There's a long tradition in ex-USSR math schools and math department of "teaching by doing", or by solving to be more precise. And I think it gives superior results given talented and motivated students. have you ever seen this book?
http://www.amazon.co.uk/Algorithms-Programming-Undergraduate...
it would be really cool to have a book of the same level for python.
It might also be worth considering using PyGame later on if there's an interest in creating more visual programs. I know that it's important to maintain the interest of people, that's why a lot of the awesome 80s type and run books would include graphical programs. Again, I'm happy to contribute where I can.
The design/typography kinda sucks though, of course even Zed has pointed out how hard it is make a good looking code book.
Especially since every kid these days knows how to look stuff up online, but almost no adults know how to teach them how to program from scratch.
Now to the critics:
- Change the book title. If I see it on a shelf I wouldn't pick it. "Easy Python", "Python: First Steps", "Become a Pythonista" or something more approachable to the unwashed.
- PDF sucks for online reading. Big time. Make it one huge html file, no page breaks, no headers and footers on every page, it sucks. Epub may be a good choice but I rather use one single html file.
Good work!
Make this one option. The other option should be one HTML file per chapter (or subchapter, or thereabouts) for the people who want to use the browser's bookmark functionality to pick up where they left off.
> no headers and footers on every page
Footnotes, OTOH, are fine if you make them links in both directions (to the note and back to the body text). Both HTML and PDF can do this, and it makes it so much less of a pain in the ass to actually read the things when you know you won't get lost.
Awesome! Not your usual textbook exercise.
Textbooks do seem to exist as if the Internet weren't usable, don't they? At most they seem to have a few URLs to the publisher's and author's websites. It's actually kind of sad, as if textbook authors didn't trust themselves to outdo what people can find online.
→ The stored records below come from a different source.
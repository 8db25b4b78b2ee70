//! HTTP implementation of the Synchronization API endpoints
//!
//! Routes:
//! - GET    /api/v1/{watchlist|favorites}
//! - POST   /api/v1/{watchlist|favorites}
//! - DELETE /api/v1/{watchlist|favorites}/{mediaType}/{id}
//! - GET    /api/v1/favorite-actors
//! - POST   /api/v1/favorite-actors
//! - DELETE /api/v1/favorite-actors/{actor_id}
use crate::endpoint::CollectionEndpoint;
use crate::error::ApiError;
use crate::identity::TokenSource;
use async_trait::async_trait;
use cinehub_core::{
    ClientConfig, CollectionItem, CollectionKind, FavoriteActor, ItemEnvelope, ItemKey,
    ItemsEnvelope, NewCollectionItem, NewFavoriteActor,
};
use reqwest::{Client, RequestBuilder, Response, StatusCode};
use serde::de::DeserializeOwned;
use serde::Serialize;
use std::sync::Arc;
use tracing::debug;
use url::Url;

/// Shared HTTP plumbing for all collection endpoints
pub struct HttpSyncClient {
    http_client: Client,
    base_url: Url,
    tokens: Arc<dyn TokenSource>,
}

impl HttpSyncClient {
    pub fn new(config: &ClientConfig, tokens: Arc<dyn TokenSource>) -> Result<Self, ApiError> {
        let mut base_url = Url::parse(&config.api_base_url)
            .map_err(|e| ApiError::BadRequest(format!("invalid base URL: {}", e)))?;
        if !base_url.path().ends_with('/') {
            let path = format!("{}/", base_url.path());
            base_url.set_path(&path);
        }

        let http_client = Client::builder()
            .timeout(config.request_timeout)
            .build()
            .map_err(|e| ApiError::Network(e.to_string()))?;

        Ok(Self {
            http_client,
            base_url,
            tokens,
        })
    }

    fn url(&self, path: &str) -> Result<Url, ApiError> {
        self.base_url
            .join(path)
            .map_err(|e| ApiError::BadRequest(format!("invalid path {}: {}", path, e)))
    }

    fn authorized(&self, owner: &str, request: RequestBuilder) -> Result<RequestBuilder, ApiError> {
        let token = self
            .tokens
            .bearer_token(owner)
            .ok_or(ApiError::Unauthorized)?;
        Ok(request.bearer_auth(token))
    }

    async fn send(&self, request: RequestBuilder) -> Result<Response, ApiError> {
        let response = request.send().await.map_err(transport_error)?;
        let status = response.status();
        if status.is_success() {
            return Ok(response);
        }

        let body = response.text().await.unwrap_or_default();
        Err(error_for_status(status, body))
    }

    pub async fn get_json<T: DeserializeOwned>(&self, owner: &str, path: &str) -> Result<T, ApiError> {
        let url = self.url(path)?;
        debug!("GET {}", url);
        let request = self.authorized(owner, self.http_client.get(url))?;
        let response = self.send(request).await?;
        response
            .json()
            .await
            .map_err(|e| ApiError::Decode(e.to_string()))
    }

    pub async fn post_json<B, T>(&self, owner: &str, path: &str, body: &B) -> Result<T, ApiError>
    where
        B: Serialize + ?Sized + Sync,
        T: DeserializeOwned,
    {
        let url = self.url(path)?;
        debug!("POST {}", url);
        let request = self.authorized(owner, self.http_client.post(url).json(body))?;
        let response = self.send(request).await?;
        response
            .json()
            .await
            .map_err(|e| ApiError::Decode(e.to_string()))
    }

    pub async fn delete(&self, owner: &str, path: &str) -> Result<(), ApiError> {
        let url = self.url(path)?;
        debug!("DELETE {}", url);
        let request = self.authorized(owner, self.http_client.delete(url))?;
        self.send(request).await?;
        Ok(())
    }
}

fn transport_error(err: reqwest::Error) -> ApiError {
    if err.is_timeout() {
        ApiError::Network(format!("request timed out: {}", err))
    } else {
        ApiError::Network(err.to_string())
    }
}

/// Map a non-success status to the client error taxonomy
pub(crate) fn error_for_status(status: StatusCode, body: String) -> ApiError {
    match status {
        StatusCode::UNAUTHORIZED | StatusCode::FORBIDDEN => ApiError::Unauthorized,
        StatusCode::NOT_FOUND => ApiError::NotFound,
        StatusCode::CONFLICT => ApiError::Conflict(body),
        StatusCode::BAD_REQUEST | StatusCode::UNPROCESSABLE_ENTITY => ApiError::BadRequest(body),
        _ => ApiError::Server {
            status: status.as_u16(),
            message: body,
        },
    }
}

/// Watchlist or favorites over HTTP
pub struct HttpCollectionEndpoint {
    client: Arc<HttpSyncClient>,
    kind: CollectionKind,
}

impl HttpCollectionEndpoint {
    pub fn new(client: Arc<HttpSyncClient>, kind: CollectionKind) -> Self {
        Self { client, kind }
    }

    fn collection_path(&self) -> String {
        format!("api/v1/{}", self.kind)
    }

    fn item_path(&self, key: &ItemKey) -> String {
        format!("api/v1/{}/{}/{}", self.kind, key.media_type, key.id)
    }
}

#[async_trait]
impl CollectionEndpoint<CollectionItem> for HttpCollectionEndpoint {
    async fn list(&self, owner: &str) -> Result<Vec<CollectionItem>, ApiError> {
        let envelope: ItemsEnvelope<CollectionItem> =
            self.client.get_json(owner, &self.collection_path()).await?;
        Ok(envelope.items)
    }

    async fn add(
        &self,
        owner: &str,
        draft: &NewCollectionItem,
    ) -> Result<CollectionItem, ApiError> {
        let envelope: ItemEnvelope<CollectionItem> = self
            .client
            .post_json(owner, &self.collection_path(), draft)
            .await?;
        Ok(envelope.item)
    }

    async fn remove(&self, owner: &str, key: &ItemKey) -> Result<(), ApiError> {
        self.client.delete(owner, &self.item_path(key)).await
    }
}

/// Favorite actors over HTTP
pub struct HttpFavoriteActorEndpoint {
    client: Arc<HttpSyncClient>,
}

impl HttpFavoriteActorEndpoint {
    const PATH: &'static str = "api/v1/favorite-actors";

    pub fn new(client: Arc<HttpSyncClient>) -> Self {
        Self { client }
    }
}

#[async_trait]
impl CollectionEndpoint<FavoriteActor> for HttpFavoriteActorEndpoint {
    async fn list(&self, owner: &str) -> Result<Vec<FavoriteActor>, ApiError> {
        let envelope: ItemsEnvelope<FavoriteActor> =
            self.client.get_json(owner, Self::PATH).await?;
        Ok(envelope.items)
    }

    async fn add(&self, owner: &str, draft: &NewFavoriteActor) -> Result<FavoriteActor, ApiError> {
        let envelope: ItemEnvelope<FavoriteActor> =
            self.client.post_json(owner, Self::PATH, draft).await?;
        Ok(envelope.item)
    }

    async fn remove(&self, owner: &str, actor_id: &i64) -> Result<(), ApiError> {
        let path = format!("{}/{}", Self::PATH, actor_id);
        self.client.delete(owner, &path).await
    }
}

#[cfg(test)]
mod tests {
    use super::*;
    use crate::identity::{IdentityProvider, Session};

    fn client_for(base_url: &str) -> HttpSyncClient {
        let config = ClientConfig {
            api_base_url: base_url.to_string(),
            ..ClientConfig::default()
        };
        HttpSyncClient::new(&config, Arc::new(IdentityProvider::new())).unwrap()
    }

    #[test]
    fn test_status_mapping() {
        assert_eq!(
            error_for_status(StatusCode::UNAUTHORIZED, String::new()),
            ApiError::Unauthorized
        );
        assert_eq!(
            error_for_status(StatusCode::FORBIDDEN, String::new()),
            ApiError::Unauthorized
        );
        assert_eq!(
            error_for_status(StatusCode::NOT_FOUND, String::new()),
            ApiError::NotFound
        );
        assert!(matches!(
            error_for_status(StatusCode::CONFLICT, "dup".to_string()),
            ApiError::Conflict(_)
        ));
        assert!(matches!(
            error_for_status(StatusCode::BAD_REQUEST, String::new()),
            ApiError::BadRequest(_)
        ));
        assert_eq!(
            error_for_status(StatusCode::BAD_GATEWAY, "upstream".to_string()),
            ApiError::Server {
                status: 502,
                message: "upstream".to_string()
            }
        );
    }

    #[test]
    fn test_url_join_keeps_base_path() {
        let client = client_for("https://cinehub.example.com/sync");
        let url = client.url("api/v1/watchlist").unwrap();
        assert_eq!(url.as_str(), "https://cinehub.example.com/sync/api/v1/watchlist");

        let root = client_for("http://localhost:8080");
        assert_eq!(
            root.url("api/v1/favorites").unwrap().as_str(),
            "http://localhost:8080/api/v1/favorites"
        );
    }

    #[test]
    fn test_item_path() {
        let endpoint = HttpCollectionEndpoint::new(
            Arc::new(client_for("http://localhost:8080")),
            CollectionKind::Watchlist,
        );
        assert_eq!(endpoint.item_path(&ItemKey::tv(1399)), "api/v1/watchlist/tv/1399");
    }

    #[tokio::test]
    async fn test_request_without_session_is_unauthorized() {
        let provider = Arc::new(IdentityProvider::new());
        provider.login(Session::new("alice", "token-a"));

        let client = HttpSyncClient::new(&ClientConfig::default(), provider).unwrap();

        // Token for "bob" is never handed out while "alice" is signed in
        let result: Result<ItemsEnvelope<CollectionItem>, _> =
            client.get_json("bob", "api/v1/watchlist").await;
        assert_eq!(result.unwrap_err(), ApiError::Unauthorized);
    }
}
//! Authenticated identity of the local session
//!
//! The provider publishes the signed-in session through a watch channel so the
//! reconciler observes logins, logouts and account switches.
use std::fmt;
use tokio::sync::watch;
use tracing::info;

/// Signed-in user and the bearer token for the Synchronization API
#[derive(Clone, PartialEq, Eq)]
pub struct Session {
    pub identity: String,
    pub access_token: String,
}

impl Session {
    pub fn new(identity: impl Into<String>, access_token: impl Into<String>) -> Self {
        Self {
            identity: identity.into(),
            access_token: access_token.into(),
        }
    }
}

impl fmt::Debug for Session {
    fn fmt(&self, f: &mut fmt::Formatter<'_>) -> fmt::Result {
        f.debug_struct("Session")
            .field("identity", &self.identity)
            .field("access_token", &"<redacted>")
            .finish()
    }
}

/// Hands out credentials for an owner identity
pub trait TokenSource: Send + Sync {
    /// Bearer token for `owner`, only while `owner` is the signed-in identity
    fn bearer_token(&self, owner: &str) -> Option<String>;
}

/// Source of truth for the current session
pub struct IdentityProvider {
    tx: watch::Sender<Option<Session>>,
}

impl IdentityProvider {
    pub fn new() -> Self {
        let (tx, _rx) = watch::channel(None);
        Self { tx }
    }

    pub fn login(&self, session: Session) {
        info!("Identity signed in: {}", session.identity);
        self.tx.send_replace(Some(session));
    }

    pub fn logout(&self) {
        if let Some(previous) = self.tx.send_replace(None) {
            info!("Identity signed out: {}", previous.identity);
        }
    }

    pub fn current_identity(&self) -> Option<String> {
        self.tx.borrow().as_ref().map(|s| s.identity.clone())
    }

    /// Change stream; the receiver sees the current value first
    pub fn subscribe(&self) -> watch::Receiver<Option<Session>> {
        self.tx.subscribe()
    }
}

impl Default for IdentityProvider {
    fn default() -> Self {
        Self::new()
    }
}

impl TokenSource for IdentityProvider {
    fn bearer_token(&self, owner: &str) -> Option<String> {
        self.tx
            .borrow()
            .as_ref()
            .filter(|s| s.identity == owner)
            .map(|s| s.access_token.clone())
    }
}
Zed does not seem to have that problem.
My girlfriend asked me to teach her Python - she's doing her masters in statistics, so she's coming from an R/SAS background.
Apparently Python is useful to know in the investment banking arena, which surprised me.
But, tell your girlfriend that if she ends up working for a bank I will cry and take my book away from her. :-)
I think an example like:
print "hi there", "how are you"
with a brief explanation of the argument structure of print would be helpful.
This makes me want to write a tutorial.
first, the left and right operands are ordered differently. on second glance, this smells like gray code, so only one operand changes to the next line. nevermind my reaction here.
then, the NOT AND table contradicts what python evaluates the forms to.
the NAND and NOR tables don't follow the same evaluation scheme.
the NOR table is "(not A) or B", which is according to python's precedence rules without parentheses.
the NAND table is "not (A and B)", which matches the common definition of NAND.
But backticks are valid python syntax, but relatively unused, these days. The contents of backticks are evaluated, and the result is returned as a string representation.